• _What the exercise asks_
Reproduce every line that appears below, precisely and completely.

[Collected data]

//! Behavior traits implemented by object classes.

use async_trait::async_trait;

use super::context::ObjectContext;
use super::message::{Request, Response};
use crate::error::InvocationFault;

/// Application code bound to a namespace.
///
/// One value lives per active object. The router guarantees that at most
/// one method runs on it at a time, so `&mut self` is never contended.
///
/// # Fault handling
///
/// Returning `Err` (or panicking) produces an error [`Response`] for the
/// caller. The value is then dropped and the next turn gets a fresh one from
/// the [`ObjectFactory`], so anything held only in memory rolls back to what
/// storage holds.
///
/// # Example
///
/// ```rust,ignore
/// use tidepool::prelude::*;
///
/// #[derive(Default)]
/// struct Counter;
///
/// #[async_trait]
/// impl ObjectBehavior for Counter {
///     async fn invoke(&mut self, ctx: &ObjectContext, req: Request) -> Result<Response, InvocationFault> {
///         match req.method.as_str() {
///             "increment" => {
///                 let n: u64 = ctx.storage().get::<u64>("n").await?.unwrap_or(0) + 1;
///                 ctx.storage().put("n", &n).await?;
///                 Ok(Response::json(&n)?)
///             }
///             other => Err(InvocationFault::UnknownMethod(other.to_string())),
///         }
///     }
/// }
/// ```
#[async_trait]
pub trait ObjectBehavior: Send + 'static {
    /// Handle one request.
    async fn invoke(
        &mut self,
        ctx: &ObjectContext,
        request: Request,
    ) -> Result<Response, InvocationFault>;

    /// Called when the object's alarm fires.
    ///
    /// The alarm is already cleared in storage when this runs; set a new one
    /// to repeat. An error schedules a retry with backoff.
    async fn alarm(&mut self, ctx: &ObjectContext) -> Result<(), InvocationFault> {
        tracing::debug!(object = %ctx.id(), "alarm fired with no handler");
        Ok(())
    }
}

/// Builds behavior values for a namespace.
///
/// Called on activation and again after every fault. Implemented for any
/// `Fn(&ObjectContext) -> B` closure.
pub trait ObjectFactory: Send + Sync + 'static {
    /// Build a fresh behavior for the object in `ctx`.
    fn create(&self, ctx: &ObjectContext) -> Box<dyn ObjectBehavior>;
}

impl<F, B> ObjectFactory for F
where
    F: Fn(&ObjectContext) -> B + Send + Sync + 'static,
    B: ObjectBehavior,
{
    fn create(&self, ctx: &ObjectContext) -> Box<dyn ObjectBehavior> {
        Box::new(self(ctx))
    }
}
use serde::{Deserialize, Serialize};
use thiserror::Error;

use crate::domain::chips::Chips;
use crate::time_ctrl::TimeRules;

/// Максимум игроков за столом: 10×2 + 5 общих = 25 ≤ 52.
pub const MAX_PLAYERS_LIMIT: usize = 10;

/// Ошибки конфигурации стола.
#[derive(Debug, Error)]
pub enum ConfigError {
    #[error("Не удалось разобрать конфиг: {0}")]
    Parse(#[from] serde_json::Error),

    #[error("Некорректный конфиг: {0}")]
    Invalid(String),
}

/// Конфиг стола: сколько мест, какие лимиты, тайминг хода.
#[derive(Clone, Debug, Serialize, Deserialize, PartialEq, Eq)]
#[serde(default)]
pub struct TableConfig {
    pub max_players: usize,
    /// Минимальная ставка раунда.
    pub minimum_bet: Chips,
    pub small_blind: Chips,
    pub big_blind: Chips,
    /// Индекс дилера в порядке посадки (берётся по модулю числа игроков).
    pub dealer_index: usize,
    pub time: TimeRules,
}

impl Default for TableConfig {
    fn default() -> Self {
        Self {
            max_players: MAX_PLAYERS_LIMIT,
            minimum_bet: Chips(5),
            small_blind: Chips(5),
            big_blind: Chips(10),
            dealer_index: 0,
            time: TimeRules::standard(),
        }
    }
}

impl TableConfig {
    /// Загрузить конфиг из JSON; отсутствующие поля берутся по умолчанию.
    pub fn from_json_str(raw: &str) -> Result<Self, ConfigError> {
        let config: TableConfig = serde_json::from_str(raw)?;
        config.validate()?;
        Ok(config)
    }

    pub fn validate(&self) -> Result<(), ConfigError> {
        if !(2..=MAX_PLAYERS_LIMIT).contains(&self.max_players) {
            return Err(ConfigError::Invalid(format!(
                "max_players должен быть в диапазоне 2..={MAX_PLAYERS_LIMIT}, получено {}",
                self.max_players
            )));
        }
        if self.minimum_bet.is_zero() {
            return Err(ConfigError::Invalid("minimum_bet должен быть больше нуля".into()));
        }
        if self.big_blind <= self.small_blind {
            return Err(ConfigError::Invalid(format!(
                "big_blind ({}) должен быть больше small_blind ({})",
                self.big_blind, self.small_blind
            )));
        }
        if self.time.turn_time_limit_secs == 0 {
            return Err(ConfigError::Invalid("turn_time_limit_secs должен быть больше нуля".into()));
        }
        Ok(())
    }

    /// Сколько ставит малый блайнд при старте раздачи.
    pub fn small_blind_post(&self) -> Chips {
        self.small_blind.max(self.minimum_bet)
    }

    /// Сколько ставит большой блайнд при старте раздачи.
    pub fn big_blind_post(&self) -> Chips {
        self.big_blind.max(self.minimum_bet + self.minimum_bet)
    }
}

• _Solution to the exercise_
//! Behavior traits implemented by object classes.

use async_trait::async_trait;

use super::context::ObjectContext;
use super::message::{Request, Response};
use crate::error::InvocationFault;

/// Application code bound to a namespace.
///
/// One value lives per active object. The router guarantees that at most
/// one method runs on it at a time, so `&mut self` is never contended.
///
/// # Fault handling
///
/// Returning `Err` (or panicking) produces an error [`Response`] for the
/// caller. The value is then dropped and the next turn gets a fresh one from
/// the [`ObjectFactory`], so anything held only in memory rolls back to what
/// storage holds.
///
/// # Example
///
/// ```rust,ignore
/// use tidepool::prelude::*;
///
/// #[derive(Default)]
/// struct Counter;
///
/// #[async_trait]
/// impl ObjectBehavior for Counter {
///     async fn invoke(&mut self, ctx: &ObjectContext, req: Request) -> Result<Response, InvocationFault> {
///         match req.method.as_str() {
///             "increment" => {
///                 let n: u64 = ctx.storage().get::<u64>("n").await?.unwrap_or(0) + 1;
///                 ctx.storage().put("n", &n).await?;
///                 Ok(Response::json(&n)?)
///             }
///             other => Err(InvocationFault::UnknownMethod(other.to_string())),
///         }
///     }
/// }
/// ```
#[async_trait]
pub trait ObjectBehavior: Send + 'static {
    /// Handle one request.
    async fn invoke(
        &mut self,
        ctx: &ObjectContext,
        request: Request,
    ) -> Result<Response, InvocationFault>;

    /// Called when the object's alarm fires.
    ///
    /// The alarm is already cleared in storage when this runs; set a new one
    /// to repeat. An error schedules a retry with backoff.
    async fn alarm(&mut self, ctx: &ObjectContext) -> Result<(), InvocationFault> {
        tracing::debug!(object = %ctx.id(), "alarm fired with no handler");
        Ok(())
    }
}

/// Builds behavior values for a namespace.
///
/// Called on activation and again after every fault. Implemented for any
/// `Fn(&ObjectContext) -> B` closure.
pub trait ObjectFactory: Send + Sync + 'static {
    /// Build a fresh behavior for the object in `ctx`.
    fn create(&self, ctx: &ObjectContext) -> Box<dyn ObjectBehavior>;
}

impl<F, B> ObjectFactory for F
where
    F: Fn(&ObjectContext) -> B + Send + Sync + 'static,
    B: ObjectBehavior,
{
    fn create(&self, ctx: &ObjectContext) -> Box<dyn ObjectBehavior> {
        Box::new(self(ctx))
    }
}
use serde::{Deserialize, Serialize};
use thiserror::Error;

use crate::domain::chips::Chips;
use crate::time_ctrl::TimeRules;

/// Максимум игроков за столом: 10×2 + 5 общих = 25 ≤ 52.
pub const MAX_PLAYERS_LIMIT: usize = 10;

/// Ошибки конфигурации стола.
#[derive(Debug, Error)]
pub enum ConfigError {
    #[error("Не удалось разобрать конфиг: {0}")]
    Parse(#[from] serde_json::Error),

    #[error("Некорректный конфиг: {0}")]
    Invalid(String),
}

/// Конфиг стола: сколько мест, какие лимиты, тайминг хода.
#[derive(Clone, Debug, Serialize, Deserialize, PartialEq, Eq)]
#[serde(default)]
pub struct TableConfig {
    pub max_players: usize,
    /// Минимальная ставка раунда.
    pub minimum_bet: Chips,
    pub small_blind: Chips,
    pub big_blind: Chips,
    /// Индекс дилера в порядке посадки (берётся по модулю числа игроков).
    pub dealer_index: usize,
    pub time: TimeRules,
}

impl Default for TableConfig {
    fn default() -> Self {
        Self {
            max_players: MAX_PLAYERS_LIMIT,
            minimum_bet: Chips(5),
            small_blind: Chips(5),
            big_blind: Chips(10),
            dealer_index: 0,
            time: TimeRules::standard(),
        }
    }
}

impl TableConfig {
    /// Загрузить конфиг из JSON; отсутствующие поля берутся по умолчанию.
    pub fn from_json_str(raw: &str) -> Result<Self, ConfigError> {
        let config: TableConfig = serde_json::from_str(raw)?;
        config.validate()?;
        Ok(config)
    }

    pub fn validate(&self) -> Result<(), ConfigError> {
        if !(2..=MAX_PLAYERS_LIMIT).contains(&self.max_players) {
            return Err(ConfigError::Invalid(format!(
                "max_players должен быть в диапазоне 2..={MAX_PLAYERS_LIMIT}, получено {}",
                self.max_players
            )));
        }
        if self.minimum_bet.is_zero() {
            return Err(ConfigError::Invalid("minimum_bet должен быть больше нуля".into()));
        }
        if self.big_blind <= self.small_blind {
            return Err(ConfigError::Invalid(format!(
                "big_blind ({}) должен быть больше small_blind ({})",
                self.big_blind, self.small_blind
            )));
        }
        if self.time.turn_time_limit_secs == 0 {
            return Err(ConfigError::Invalid("turn_time_limit_secs должен быть больше нуля".into()));
        }
        Ok(())
    }

    /// Сколько ставит малый блайнд при старте раздачи.
    pub fn small_blind_post(&self) -> Chips {
        self.small_blind.max(self.minimum_bet)
    }

    /// Сколько ставит большой блайнд при старте раздачи.
    pub fn big_blind_post(&self) -> Chips {
        self.big_blind.max(self.minimum_bet + self.minimum_bet)
    }
}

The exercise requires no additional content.